Stored data:
▶
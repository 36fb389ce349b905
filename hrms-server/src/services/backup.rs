//! 数据库备份
//!
//! 用 `VACUUM INTO` 生成带时间戳的快照文件，按配置份数滚动保留。

use std::path::{Path, PathBuf};

use chrono::Utc;
use sqlx::SqlitePool;
use tokio_util::sync::CancellationToken;

use shared::error::{AppError, AppResult};

const BACKUP_PREFIX: &str = "hrms-";
const BACKUP_SUFFIX: &str = ".db";

/// 执行一次备份并清理超出保留份数的旧文件
///
/// 返回新备份文件的路径。
pub async fn backup_once(
    pool: &SqlitePool,
    backup_dir: &Path,
    retention: usize,
) -> AppResult<PathBuf> {
    std::fs::create_dir_all(backup_dir)
        .map_err(|e| AppError::internal(format!("Failed to create backup dir: {}", e)))?;

    let stamp = Utc::now().format("%Y%m%d-%H%M%S");
    let target = backup_dir.join(format!("{BACKUP_PREFIX}{stamp}{BACKUP_SUFFIX}"));
    let target_str = target.to_string_lossy().replace('\'', "''");

    // VACUUM INTO 不支持参数绑定，路径由配置拼出
    sqlx::query(&format!("VACUUM INTO '{}'", target_str))
        .execute(pool)
        .await
        .map_err(|e| AppError::database(format!("VACUUM INTO failed: {}", e)))?;

    tracing::info!(path = %target.display(), "Database backup written");

    prune_old_backups(backup_dir, retention)?;
    Ok(target)
}

/// 删除超出保留份数的旧备份 (文件名含时间戳，字典序即时间序)
fn prune_old_backups(backup_dir: &Path, retention: usize) -> AppResult<()> {
    let mut backups: Vec<PathBuf> = std::fs::read_dir(backup_dir)
        .map_err(|e| AppError::internal(format!("Failed to read backup dir: {}", e)))?
        .filter_map(|entry| entry.ok().map(|e| e.path()))
        .filter(|path| {
            path.file_name()
                .and_then(|n| n.to_str())
                .is_some_and(|n| n.starts_with(BACKUP_PREFIX) && n.ends_with(BACKUP_SUFFIX))
        })
        .collect();

    if backups.len() <= retention {
        return Ok(());
    }

    backups.sort();
    let excess = backups.len() - retention;
    for old in backups.into_iter().take(excess) {
        match std::fs::remove_file(&old) {
            Ok(()) => tracing::debug!(path = %old.display(), "Pruned old backup"),
            Err(e) => tracing::warn!(path = %old.display(), error = %e, "Failed to prune backup"),
        }
    }
    Ok(())
}

/// 周期循环：按配置间隔备份数据库
///
/// 注册为 `TaskKind::Periodic`，在 `start_background_tasks()` 中启动。
pub async fn run(
    pool: SqlitePool,
    backup_dir: PathBuf,
    interval_minutes: u64,
    retention: usize,
    shutdown: CancellationToken,
) {
    let period = std::time::Duration::from_secs(interval_minutes * 60);
    let mut interval = tokio::time::interval(period);
    // 首次 tick 立即返回，启动即落一份快照
    loop {
        tokio::select! {
            _ = interval.tick() => {}
            _ = shutdown.cancelled() => {
                tracing::info!("Backup task received shutdown signal");
                return;
            }
        }

        if let Err(e) = backup_once(&pool, &backup_dir, retention).await {
            tracing::error!(error = %e, "Database backup failed");
        }
    }
}

#[cfg(test)]
mod tests {
    use super::*;

    #[test]
    fn test_prune_keeps_newest() {
        let dir = tempfile::tempdir().expect("tempdir");
        for stamp in [
            "20240301-000000",
            "20240302-000000",
            "20240303-000000",
            "20240304-000000",
        ] {
            std::fs::write(
                dir.path().join(format!("{BACKUP_PREFIX}{stamp}{BACKUP_SUFFIX}")),
                b"snapshot",
            )
            .expect("write");
        }
        // Unrelated file must survive pruning
        std::fs::write(dir.path().join("notes.txt"), b"keep").expect("write");

        prune_old_backups(dir.path(), 2).expect("prune");

        let mut names: Vec<String> = std::fs::read_dir(dir.path())
            .expect("read dir")
            .filter_map(|e| e.ok())
            .map(|e| e.file_name().to_string_lossy().into_owned())
            .collect();
        names.sort();
        assert_eq!(
            names,
            vec![
                "hrms-20240303-000000.db".to_string(),
                "hrms-20240304-000000.db".to_string(),
                "notes.txt".to_string(),
            ]
        );
    }
}
//! 日志初始化
//!
//! 控制台输出为主，配置了 LOG_DIR 时追加按天滚动的文件输出，
//! 并在启动时清掉两周前的旧日志。

use std::path::Path;
use std::time::{Duration, SystemTime};

use tracing_subscriber::EnvFilter;

/// 日志文件名前缀，滚动文件形如 `hrms-server.2026-08-06`
const LOG_FILE_PREFIX: &str = "hrms-server";
const LOG_RETENTION_DAYS: u64 = 14;

/// 初始化全局日志订阅者
///
/// `RUST_LOG` 优先于 `log_level` 参数。
pub fn init_logger_with_file(log_level: Option<&str>, log_dir: Option<&str>) {
    let filter = EnvFilter::try_from_default_env()
        .unwrap_or_else(|_| EnvFilter::new(log_level.unwrap_or("info")));

    let builder = tracing_subscriber::fmt()
        .with_env_filter(filter)
        .with_file(false)
        .with_line_number(false)
        .with_thread_ids(false)
        .with_target(false);

    match log_dir.filter(|dir| Path::new(dir).exists()) {
        Some(dir) => {
            if let Err(e) = cleanup_old_logs(dir, LOG_RETENTION_DAYS) {
                eprintln!("Failed to clean up old logs: {e}");
            }
            let appender = tracing_appender::rolling::daily(dir, LOG_FILE_PREFIX);
            builder.with_writer(appender).init();
        }
        None => builder.init(),
    }
}

/// 删除 `log_dir` 下修改时间早于 `days` 天的滚动日志文件
pub fn cleanup_old_logs(log_dir: &str, days: u64) -> anyhow::Result<()> {
    let Some(cutoff) = SystemTime::now().checked_sub(Duration::from_secs(days * 24 * 3600)) else {
        return Ok(());
    };
    let dir = Path::new(log_dir);
    if !dir.exists() {
        return Ok(());
    }

    for entry in std::fs::read_dir(dir)? {
        let entry = entry?;
        let is_rolled_log = entry
            .file_name()
            .to_str()
            .is_some_and(|name| name.starts_with(LOG_FILE_PREFIX));
        if !is_rolled_log {
            continue;
        }
        let expired = entry
            .metadata()
            .and_then(|m| m.modified())
            .map(|modified| modified < cutoff)
            .unwrap_or(false);
        if expired {
            let _ = std::fs::remove_file(entry.path());
        }
    }
    Ok(())
}
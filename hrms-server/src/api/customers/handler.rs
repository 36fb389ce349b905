//! 客户处理函数

use axum::{
    Extension, Json,
    extract::{Path, Query, State},
};
use serde::Deserialize;

use crate::api::{ensure_permission, ensure_role, page_bounds};
use crate::audit_log;
use crate::auth::CurrentUser;
use crate::auth::permissions::ADMIN_ROLES;
use crate::core::ServerState;
use crate::db::repository::{
    customer as customer_repo, project as project_repo,
    resource_allocation as allocation_repo,
};
use crate::utils::validation::{
    MAX_ADDRESS_LEN, MAX_EMAIL_LEN, MAX_NAME_LEN, MAX_SHORT_TEXT_LEN, validate_optional_text,
    validate_required_text,
};
use crate::utils::{AppError, AppResult};
use shared::models::{Customer, CustomerCreate, CustomerUpdate};

#[derive(Debug, Deserialize)]
pub struct ListQuery {
    pub limit: Option<i32>,
    pub offset: Option<i32>,
}

fn validate_contact_fields(
    contact_person: &Option<String>,
    contact_email: &Option<String>,
    contact_phone: &Option<String>,
    address: &Option<String>,
) -> AppResult<()> {
    validate_optional_text(contact_person, "contact_person", MAX_NAME_LEN)?;
    validate_optional_text(contact_email, "contact_email", MAX_EMAIL_LEN)?;
    validate_optional_text(contact_phone, "contact_phone", MAX_SHORT_TEXT_LEN)?;
    validate_optional_text(address, "address", MAX_ADDRESS_LEN)?;
    Ok(())
}

/// GET /api/customers - 列出客户
pub async fn list(
    State(state): State<ServerState>,
    Extension(user): Extension<CurrentUser>,
    Query(query): Query<ListQuery>,
) -> AppResult<Json<Vec<Customer>>> {
    ensure_permission(&user, "resources:read")?;
    let (limit, offset) = page_bounds(query.limit, query.offset);
    let customers = customer_repo::find_all(&state.pool(), limit, offset).await?;
    Ok(Json(customers))
}

/// GET /api/customers/{id} - 查询单个客户
pub async fn get_one(
    State(state): State<ServerState>,
    Extension(user): Extension<CurrentUser>,
    Path(id): Path<i64>,
) -> AppResult<Json<Customer>> {
    ensure_permission(&user, "resources:read")?;
    let customer = customer_repo::find_by_id(&state.pool(), id)
        .await?
        .ok_or_else(|| AppError::not_found(format!("Customer {id}")))?;
    Ok(Json(customer))
}

/// POST /api/customers - 创建客户 (管理员)
pub async fn create(
    State(state): State<ServerState>,
    Extension(user): Extension<CurrentUser>,
    Json(payload): Json<CustomerCreate>,
) -> AppResult<Json<Customer>> {
    ensure_role(&user, ADMIN_ROLES)?;
    validate_required_text(&payload.name, "name", MAX_NAME_LEN)?;
    validate_contact_fields(
        &payload.contact_person,
        &payload.contact_email,
        &payload.contact_phone,
        &payload.address,
    )?;

    let customer = customer_repo::create(&state.pool(), &payload).await?;

    audit_log!(
        "customer_created",
        actor_id = user.id,
        customer_id = customer.id,
        name = customer.name.clone()
    );

    Ok(Json(customer))
}

/// PUT /api/customers/{id} - 更新客户 (管理员)
pub async fn update(
    State(state): State<ServerState>,
    Extension(user): Extension<CurrentUser>,
    Path(id): Path<i64>,
    Json(payload): Json<CustomerUpdate>,
) -> AppResult<Json<Customer>> {
    ensure_role(&user, ADMIN_ROLES)?;
    if let Some(name) = &payload.name {
        validate_required_text(name, "name", MAX_NAME_LEN)?;
    }
    validate_contact_fields(
        &payload.contact_person,
        &payload.contact_email,
        &payload.contact_phone,
        &payload.address,
    )?;

    let customer = customer_repo::update(&state.pool(), id, &payload).await?;

    audit_log!(
        "customer_updated",
        actor_id = user.id,
        customer_id = customer.id,
        name = customer.name.clone()
    );

    Ok(Json(customer))
}

/// DELETE /api/customers/{id} - 删除客户 (管理员)
///
/// 名下还有项目或活跃派单的客户不允许删除。
pub async fn remove(
    State(state): State<ServerState>,
    Extension(user): Extension<CurrentUser>,
    Path(id): Path<i64>,
) -> AppResult<Json<bool>> {
    ensure_role(&user, ADMIN_ROLES)?;

    let projects = project_repo::count_by_customer(&state.pool(), id).await?;
    if projects > 0 {
        return Err(AppError::validation(format!(
            "Customer {id} still owns {projects} project(s)"
        )));
    }
    let allocations = allocation_repo::count_active_by_customer(&state.pool(), id).await?;
    if allocations > 0 {
        return Err(AppError::validation(format!(
            "Customer {id} still has {allocations} active allocation(s)"
        )));
    }

    customer_repo::delete(&state.pool(), id).await?;

    audit_log!("customer_deleted", actor_id = user.id, customer_id = id);

    Ok(Json(true))
}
◀
What the task requires:
Retype the entries exactly from the first line, stopping after the line with "let mut backups: Vec<PathBuf>".

Answer space:
repository 36fb389ce349b905
filename hrms-server/src/services/backup.rs
//! 数据库备份
//!
//! 用 `VACUUM INTO` 生成带时间戳的快照文件，按配置份数滚动保留。

use std::path::{Path, PathBuf};

use chrono::Utc;
use sqlx::SqlitePool;
use tokio_util::sync::CancellationToken;

use shared::error::{AppError, AppResult};

const BACKUP_PREFIX: &str = "hrms-";
const BACKUP_SUFFIX: &str = ".db";

/// 执行一次备份并清理超出保留份数的旧文件
///
/// 返回新备份文件的路径。
pub async fn backup_once(
    pool: &SqlitePool,
    backup_dir: &Path,
    retention: usize,
) -> AppResult<PathBuf> {
    std::fs::create_dir_all(backup_dir)
        .map_err(|e| AppError::internal(format!("Failed to create backup dir: {}", e)))?;

    let stamp = Utc::now().format("%Y%m%d-%H%M%S");
    let target = backup_dir.join(format!("{BACKUP_PREFIX}{stamp}{BACKUP_SUFFIX}"));
    let target_str = target.to_string_lossy().replace('\'', "''");

    // VACUUM INTO 不支持参数绑定，路径由配置拼出
    sqlx::query(&format!("VACUUM INTO '{}'", target_str))
        .execute(pool)
        .await
        .map_err(|e| AppError::database(format!("VACUUM INTO failed: {}", e)))?;

    tracing::info!(path = %target.display(), "Database backup written");

    prune_old_backups(backup_dir, retention)?;
    Ok(target)
}

/// 删除超出保留份数的旧备份 (文件名含时间戳，字典序即时间序)
fn prune_old_backups(backup_dir: &Path, retention: usize) -> AppResult<()> {
    let mut backups: Vec<PathBuf> = std::fs::read_dir(backup_dir)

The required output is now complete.